Credit card companies have an obvious advantage in that they track daily consumer behavior much more closely than does a retail bank, but the same thinking should apply. In diversified financial services, "entanglement" is the goal of building multiple relationships with the customer that present hurdles and reluctance to churn. In the B2B world, much of the high-value proposition comes from individual relationships as well as the products and services offered. In retail banking, value propositions are created with products such as online banking and free checking. In this area, Bank of America and Wells Fargo are considered best in class, says Wing. "They understand their customers in a way that allows them to cross-sell and create entanglement and raise the barrier to exit. But on the service end, Bank of America offers a 'relationship manager' so if you have six products with them and are delinquent on a credit card payment, instead of sending you into a collections queue, your relationship manager will call you and talk to you about what's going on." In the CI world, BI is as much about understanding competitive behavior as it is about innovation.
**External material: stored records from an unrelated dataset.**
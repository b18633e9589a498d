//! Shader Hot Reload
//!
//! Once per frame (development builds only) the renderer asks the registry to
//! scan every registered program for stale dependencies and recompile the
//! ones whose sources changed.
//!
//! The swap is fail-safe: a recompile that errors leaves the previous,
//! working program bound and its timestamp snapshot untouched, so the unit is
//! retried on every following scan until the source compiles again or is
//! reverted. There is deliberately no backoff.

use std::sync::Arc;

use super::compiler::ShaderStage;
use super::registry::ShaderRegistry;

impl ShaderRegistry {
    /// Scans every registered program and recompiles the stale ones.
    ///
    /// Returns `true` when at least one program was replaced. Intended to be
    /// called at most once per frame, from the main thread.
    ///
    /// Programs are visited vertex table first, then pixel table. A vertex
    /// program shared by several pixel variants appears once in the vertex
    /// table and is therefore scanned (and recompiled) once per pass; every
    /// variant that references it by key picks up the replacement on its next
    /// lookup.
    pub fn scan_and_reload(&mut self) -> bool {
        let mut reloaded = false;

        let vertex_keys: Vec<String> = self.vertex_shaders.keys().cloned().collect();
        for key in &vertex_keys {
            reloaded |= self.reload_if_stale(ShaderStage::Vertex, key);
        }

        let pixel_keys: Vec<String> = self.pixel_shaders.keys().cloned().collect();
        for key in &pixel_keys {
            reloaded |= self.reload_if_stale(ShaderStage::Pixel, key);
        }

        reloaded
    }

    /// Recompiles one program if any of its dependencies changed on disk.
    ///
    /// On success the new program (with its fresh dependency snapshot) is
    /// installed under the same key and the old handle is released. On
    /// failure the diagnostic is logged and nothing is replaced.
    fn reload_if_stale(&mut self, stage: ShaderStage, key: &str) -> bool {
        let (table, compiler) = match stage {
            ShaderStage::Vertex => (&mut self.vertex_shaders, &self.compiler),
            ShaderStage::Pixel => (&mut self.pixel_shaders, &self.compiler),
        };

        let Some(current) = table.get(key) else {
            return false;
        };
        if !current.metadata().is_stale() {
            return false;
        }

        let request = current.request().clone();
        match compiler.compile(&request) {
            Ok(fresh) => {
                table.insert(key.to_string(), Arc::new(fresh));
                log::info!("Reloaded {stage:?} shader '{key}' from '{}'", request.source);
                true
            }
            Err(e) => {
                log::error!("Recompile of {stage:?} shader '{key}' failed, keeping previous program: {e}");
                false
            }
        }
    }
}
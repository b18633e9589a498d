//! Include-Dependency Tracking
//!
//! The shader compiler resolves every template and include through
//! [`DependencyRecorder::load`], which notes the absolute path and
//! last-modified timestamp of each file it opens. The snapshot taken after a
//! successful compile becomes the program's [`FileMetadata`]; the hot-reload
//! scanner later compares those timestamps against the filesystem without
//! re-parsing any source.
//!
//! Resolution is disk-first against the configured shader root. Files that
//! are missing on disk fall back to the copies embedded at build time, which
//! record no dependency (embedded content cannot go stale).

use std::borrow::Cow;
use std::path::{Path, PathBuf};
use std::time::SystemTime;

use minijinja::{Error, ErrorKind};
use parking_lot::Mutex;
use rust_embed::RustEmbed;

#[derive(RustEmbed)]
#[folder = "shaders"]
struct ShaderAssets;

/// Staleness record of one compiled shader program.
///
/// Holds the resolved primary source path and every file transitively opened
/// during the most recent successful compile, together with the modification
/// timestamps observed at that time. Repeated includes of the same file are
/// collapsed to a single entry.
#[derive(Debug, Clone)]
pub struct FileMetadata {
    source_path: PathBuf,
    dependencies: Vec<(PathBuf, SystemTime)>,
}

impl FileMetadata {
    /// Resolved path of the primary source file.
    #[must_use]
    pub fn source_path(&self) -> &Path {
        &self.source_path
    }

    /// Every file opened during the compile, with its observed timestamp.
    #[must_use]
    pub fn dependencies(&self) -> &[(PathBuf, SystemTime)] {
        &self.dependencies
    }

    /// Returns `true` when any dependency's on-disk modification time differs
    /// from the recorded one. A dependency that can no longer be read counts
    /// as stale; the retry then surfaces the read failure as a compile
    /// diagnostic.
    #[must_use]
    pub fn is_stale(&self) -> bool {
        self.dependencies.iter().any(|(path, recorded)| {
            match std::fs::metadata(path).and_then(|meta| meta.modified()) {
                Ok(current) => current != *recorded,
                Err(_) => true,
            }
        })
    }
}

/// Accumulates the dependency list of one compilation.
///
/// One recorder lives exactly as long as one compile: the template
/// environment's loader callback funnels every file access through
/// [`DependencyRecorder::load`], and [`DependencyRecorder::snapshot`] turns
/// the accumulated list into the program's [`FileMetadata`].
pub struct DependencyRecorder {
    root: PathBuf,
    entries: Mutex<Vec<(PathBuf, SystemTime)>>,
}

impl DependencyRecorder {
    #[must_use]
    pub fn new(root: PathBuf) -> Self {
        Self {
            root,
            entries: Mutex::new(Vec::new()),
        }
    }

    /// Template loader callback: resolves `name` against the shader root,
    /// records the file, and returns its contents.
    ///
    /// Names without an extension get `.wgsl` appended. Returns `Ok(None)`
    /// when the file exists neither on disk nor in the embedded assets, which
    /// the template engine reports as a missing-template error.
    pub(crate) fn load(&self, name: &str) -> Result<Option<String>, Error> {
        let filename = if Path::new(name)
            .extension()
            .is_some_and(|ext| ext.eq_ignore_ascii_case("wgsl"))
        {
            Cow::Borrowed(name)
        } else {
            Cow::Owned(format!("{name}.wgsl"))
        };

        let path = self.root.join(filename.as_ref());
        if path.exists() {
            let modified = std::fs::metadata(&path)
                .and_then(|meta| meta.modified())
                .map_err(|e| {
                    Error::new(
                        ErrorKind::InvalidOperation,
                        format!("Failed to stat shader file {}: {e}", path.display()),
                    )
                })?;
            let source = std::fs::read_to_string(&path).map_err(|e| {
                Error::new(
                    ErrorKind::InvalidOperation,
                    format!("Failed to read shader file {}: {e}", path.display()),
                )
            })?;

            let mut entries = self.entries.lock();
            if !entries.iter().any(|(recorded, _)| recorded == &path) {
                entries.push((path, modified));
            }
            return Ok(Some(source));
        }

        if let Some(file) = ShaderAssets::get(filename.as_ref()) {
            if let Ok(source) = std::str::from_utf8(file.data.as_ref()) {
                return Ok(Some(source.to_string()));
            }
        }

        Ok(None)
    }

    /// Freezes the accumulated list into a [`FileMetadata`].
    ///
    /// The first recorded entry is the primary source; for a compile resolved
    /// entirely from embedded assets the unresolved root path is kept so the
    /// metadata still names its origin.
    #[must_use]
    pub(crate) fn snapshot(&self, source_name: &str) -> FileMetadata {
        let dependencies = self.entries.lock().clone();
        let source_path = dependencies
            .first()
            .map_or_else(|| self.root.join(source_name), |(path, _)| path.clone());
        FileMetadata {
            source_path,
            dependencies,
        }
    }
}

#[cfg(test)]
mod tests {
    use super::*;

    fn temp_root(tag: &str) -> PathBuf {
        let root = std::env::temp_dir().join(format!("prism_dep_{}_{tag}", std::process::id()));
        std::fs::create_dir_all(&root).unwrap();
        root
    }

    #[test]
    fn load_records_each_file_once() {
        let root = temp_root("dedupe");
        std::fs::write(root.join("a.wgsl"), "fn a() {}").unwrap();

        let recorder = DependencyRecorder::new(root.clone());
        recorder.load("a").unwrap();
        recorder.load("a.wgsl").unwrap();

        let meta = recorder.snapshot("a");
        assert_eq!(meta.dependencies().len(), 1);
        assert_eq!(meta.source_path(), root.join("a.wgsl"));
    }

    #[test]
    fn missing_file_is_reported_as_absent() {
        let root = temp_root("missing");
        let recorder = DependencyRecorder::new(root);
        assert!(recorder.load("nope").unwrap().is_none());
    }

    #[test]
    fn metadata_goes_stale_when_file_changes() {
        let root = temp_root("stale");
        let path = root.join("b.wgsl");
        std::fs::write(&path, "fn b() {}").unwrap();

        let recorder = DependencyRecorder::new(root);
        recorder.load("b").unwrap();
        let meta = recorder.snapshot("b");
        assert!(!meta.is_stale());

        let file = std::fs::OpenOptions::new()
            .append(true)
            .open(&path)
            .unwrap();
        file.set_modified(SystemTime::now() + std::time::Duration::from_secs(5))
            .unwrap();
        assert!(meta.is_stale());
    }

    #[test]
    fn deleted_dependency_counts_as_stale() {
        let root = temp_root("deleted");
        let path = root.join("c.wgsl");
        std::fs::write(&path, "fn c() {}").unwrap();

        let recorder = DependencyRecorder::new(root);
        recorder.load("c").unwrap();
        let meta = recorder.snapshot("c");

        std::fs::remove_file(&path).unwrap();
        assert!(meta.is_stale());
    }
}
//! Viewports and View Modes
//!
//! A [`Viewport`] is one rectangular view into the scene with its own camera
//! and view mode. The level editor renders several of them per frame; the
//! renderer only ever sees the currently active one.

use glam::{Mat4, Vec3};

use crate::renderer::pipeline::LightingModel;

/// How a viewport shades the scene.
#[derive(Debug, Clone, Copy, PartialEq, Eq)]
pub enum ViewMode {
    /// Shade static meshes with the given lighting-model variant.
    Lit(LightingModel),
    /// Visualize the frame's linearized depth buffer instead of fog.
    SceneDepth,
}

impl ViewMode {
    /// The lighting-model variant the static-mesh pass should draw with.
    ///
    /// Depth visualization still needs the scene rendered to fill the depth
    /// buffer; it draws unlit since shading is discarded anyway.
    #[must_use]
    pub fn lighting_model(self) -> LightingModel {
        match self {
            ViewMode::Lit(model) => model,
            ViewMode::SceneDepth => LightingModel::Unlit,
        }
    }
}

impl Default for ViewMode {
    fn default() -> Self {
        ViewMode::Lit(LightingModel::BlinnPhong)
    }
}

/// Pixel rectangle of a viewport inside the render target.
#[derive(Debug, Clone, Copy)]
pub struct ViewportRect {
    pub x: f32,
    pub y: f32,
    pub width: f32,
    pub height: f32,
}

/// One active editor viewport.
#[derive(Debug, Clone)]
pub struct Viewport {
    pub rect: ViewportRect,
    pub view: Mat4,
    pub projection: Mat4,
    pub eye: Vec3,
    pub near: f32,
    pub far: f32,
    pub view_mode: ViewMode,
}

impl Viewport {
    /// A perspective viewport looking from `eye` at `target`.
    #[must_use]
    pub fn perspective(
        rect: ViewportRect,
        eye: Vec3,
        target: Vec3,
        fov_y: f32,
        near: f32,
        far: f32,
    ) -> Self {
        let aspect = rect.width / rect.height.max(1.0);
        Self {
            rect,
            view: Mat4::look_at_rh(eye, target, Vec3::Y),
            projection: Mat4::perspective_rh(fov_y, aspect, near, far),
            eye,
            near,
            far,
            view_mode: ViewMode::default(),
        }
    }

    /// Combined view-projection matrix.
    #[must_use]
    pub fn view_proj(&self) -> Mat4 {
        self.projection * self.view
    }
}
Generally, Wing focuses on how to use consumer-based information to get a better understanding of marketplace activity. The thrust of Wing's presentation at BI Forum 2006 will address BI capability that allows competitive as well as consumer understanding, how competitor customers are behaving, where business is losing market share, and how to use conventional BI tools to learn those things. "If you think about the dynamics that drive the industry, there are three things: the products and services that are offered; the way consumers respond to those products and services; and the end result for the company, whether it is getting the behavior they want to support the results they need." The challenge, she says, is to move from addressing this in ad hoc fashion to a systematic and integrated strategy for a decision-making timeline within a repeating cycle. "CI by itself is a high-value proposition. We have built roadmaps for this and that is some of what I will talk about."